Es noble y justo pensar en una campaña global para cerrar las puertas de la evasión fiscal a todos los ricos del mundo y a las grandes corporaciones globales, registradas donde sea; pero ¿cómo apropiarse de esta campaña en un mundo donde el terreno de juego está inclinado a favor de los países más ricos?  y dentro de ellos, a favor de sus claques dominantes.  Un ciudadano bien informado que preste servicios periodísticos, políticos, o ideológicos, a esta dispareja campaña, o lo hace por olímpica ingenuidad –si no sabe para quién trabaja-, o por necesidad, para el que si sabe para quién trabaja y no se puede dar el lujo de disentir, o bien por cinismo, para quien, sabiéndolo todo, nos quiere pontificar el argumento pensando que no conocemos sus motivaciones. (Nos quiere dar atol con el dedo). Aun no sé en cuál de estas categorías ubicar a los señores del “International Consortium of Investigative Journalists”. ¿Se acuerdan? Ellos son los que destaparon el cacareado caso de Mossack y Fonseca en Panamá.  

¿Pero cuál es el interés de los países ricos en esta cruzada? Le concedemos que parte de su interés es genuino y en línea con luchar contra la evasión fiscal para que sus elites compartan el pastel de sus ganancias, después de todo, el dinero no-declarado disperso en cuentas bancarias (en Ingles: “offshore accounts”) en estos “paraísos fiscales” se estima entre los 15 hasta los 30 trillones de dólares (trillones del Sistema Anglo-Sajón, como referencia, el PIB de la economía más grande del mundo, la de los EE.UU., es de 18 trillones de dólares). 

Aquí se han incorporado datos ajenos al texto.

//! Configuration loading and root folder resolution

use crate::{Error, Result};
use std::path::{Path, PathBuf};

/// Database file name inside the root folder
pub const DATABASE_FILE_NAME: &str = "tracklist.db";

/// Root folder resolution priority order:
/// 1. Command-line argument (highest priority)
/// 2. Environment variable
/// 3. TOML config file
/// 4. OS-dependent compiled default (fallback)
pub fn resolve_root_folder(cli_arg: Option<&str>, env_var_name: &str) -> Result<PathBuf> {
    // Priority 1: Command-line argument
    if let Some(path) = cli_arg {
        return Ok(PathBuf::from(path));
    }

    // Priority 2: Environment variable
    if let Ok(path) = std::env::var(env_var_name) {
        return Ok(PathBuf::from(path));
    }

    // Priority 3: TOML config file
    if let Ok(config_path) = locate_config_file() {
        if let Ok(toml_content) = std::fs::read_to_string(&config_path) {
            if let Ok(config) = toml::from_str::<toml::Value>(&toml_content) {
                if let Some(root_folder) = config.get("root_folder").and_then(|v| v.as_str()) {
                    return Ok(PathBuf::from(root_folder));
                }
            }
        }
    }

    // Priority 4: OS-dependent compiled default
    Ok(default_root_folder())
}

/// Path of the SQLite database inside the root folder
pub fn database_path(root_folder: &Path) -> PathBuf {
    root_folder.join(DATABASE_FILE_NAME)
}

/// Get configuration file path for the platform
fn locate_config_file() -> Result<PathBuf> {
    let user_config = dirs::config_dir()
        .map(|d| d.join("tracklist").join("config.toml"))
        .ok_or_else(|| Error::Config("Could not determine config directory".to_string()))?;

    if user_config.exists() {
        return Ok(user_config);
    }

    if cfg!(target_os = "linux") {
        let system_config = PathBuf::from("/etc/tracklist/config.toml");
        if system_config.exists() {
            return Ok(system_config);
        }
    }

    Err(Error::Config("No config file found".to_string()))
}

/// Get OS-dependent default root folder path
fn default_root_folder() -> PathBuf {
    dirs::data_local_dir()
        .map(|d| d.join("tracklist"))
        .unwrap_or_else(|| PathBuf::from("./tracklist_data"))
}
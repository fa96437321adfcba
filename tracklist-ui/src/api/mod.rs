//! HTTP API handlers for tracklist-ui

pub mod health;
pub mod sets;

pub use health::health_routes;
pub use sets::{create_set, get_set, list_sets};
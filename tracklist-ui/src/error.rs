//! Error types for tracklist-ui
//!
//! Defines service-specific error types using thiserror, with an axum
//! response mapping so handlers can return them directly.

use axum::{
    http::StatusCode,
    response::{IntoResponse, Response},
    Json,
};
use serde_json::json;
use thiserror::Error;
use tracing::error;

/// Main error type for the tracklist-ui service
#[derive(Error, Debug)]
pub enum Error {
    /// Database connection or query errors
    #[error("Database error: {0}")]
    Database(#[from] sqlx::Error),

    /// Malformed identifier stored in the database
    #[error("Invalid identifier: {0}")]
    InvalidId(#[from] uuid::Error),

    /// Errors surfaced from the common library
    #[error(transparent)]
    Common(#[from] tracklist_common::Error),

    /// Requested set does not exist
    #[error("Set not found: {0}")]
    SetNotFound(String),

    /// Invalid request
    #[error("Bad request: {0}")]
    BadRequest(String),

    /// Other errors
    #[error("Internal error: {0}")]
    Internal(String),
}

/// Convenience Result type using tracklist-ui Error
pub type Result<T> = std::result::Result<T, Error>;

impl IntoResponse for Error {
    fn into_response(self) -> Response {
        let (status, message) = match &self {
            Error::SetNotFound(id) => (StatusCode::NOT_FOUND, format!("Set not found: {}", id)),
            Error::BadRequest(msg) => (StatusCode::BAD_REQUEST, format!("Bad request: {}", msg)),
            _ => {
                // Persistence failures mid-sequence surface as generic
                // server errors, with whatever partial writes already
                // committed left in place.
                error!("Request failed: {}", self);
                (StatusCode::INTERNAL_SERVER_ERROR, self.to_string())
            }
        };

        let body = Json(json!({
            "error": message,
        }));

        (status, body).into_response()
    }
}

Pero hay quienes también persiguen otra --no muy explícita-- agenda de dos puntos: por un lado, establecer un marco de monitoreo y control de los flujos globales de capital para asegurarse que sirva sus intereses geopolíticos; y por el otro, asegurarse que los capitales dispersos por la globalización emigren (y en algunos casos, regresen) a las cuentas bancarias dentro de sus fronteras (en inglés: “on-shore accounts”).  Luego del reforzado impulso de los Estados Unidos y el G-7 de apretar las normas financieras fuera de sus fronteras, mucho capital ha fluido de regreso a las suyas. 

¿Quién va a denunciar esta disparidad con el mismo tenor que se denuncia a los “peces flacos”? ¿Quién va a nivelar el campo de juego, aunque sea en los medios? No sé si tal vez los amigos del “International Consortium of Investigative Journalists” nos consiguen los papeles de Londres, Delaware, y Ámsterdam. No es lo mismo meterse contra un “pez flaco” que contra un “pez gordo” compadres, y si tienen miedo, les comprendo, pues no es buen prospecto –en el mejor de los casos- acabar en la embajada del Ecuador en Londres, haciéndole compañía a Julián Assange.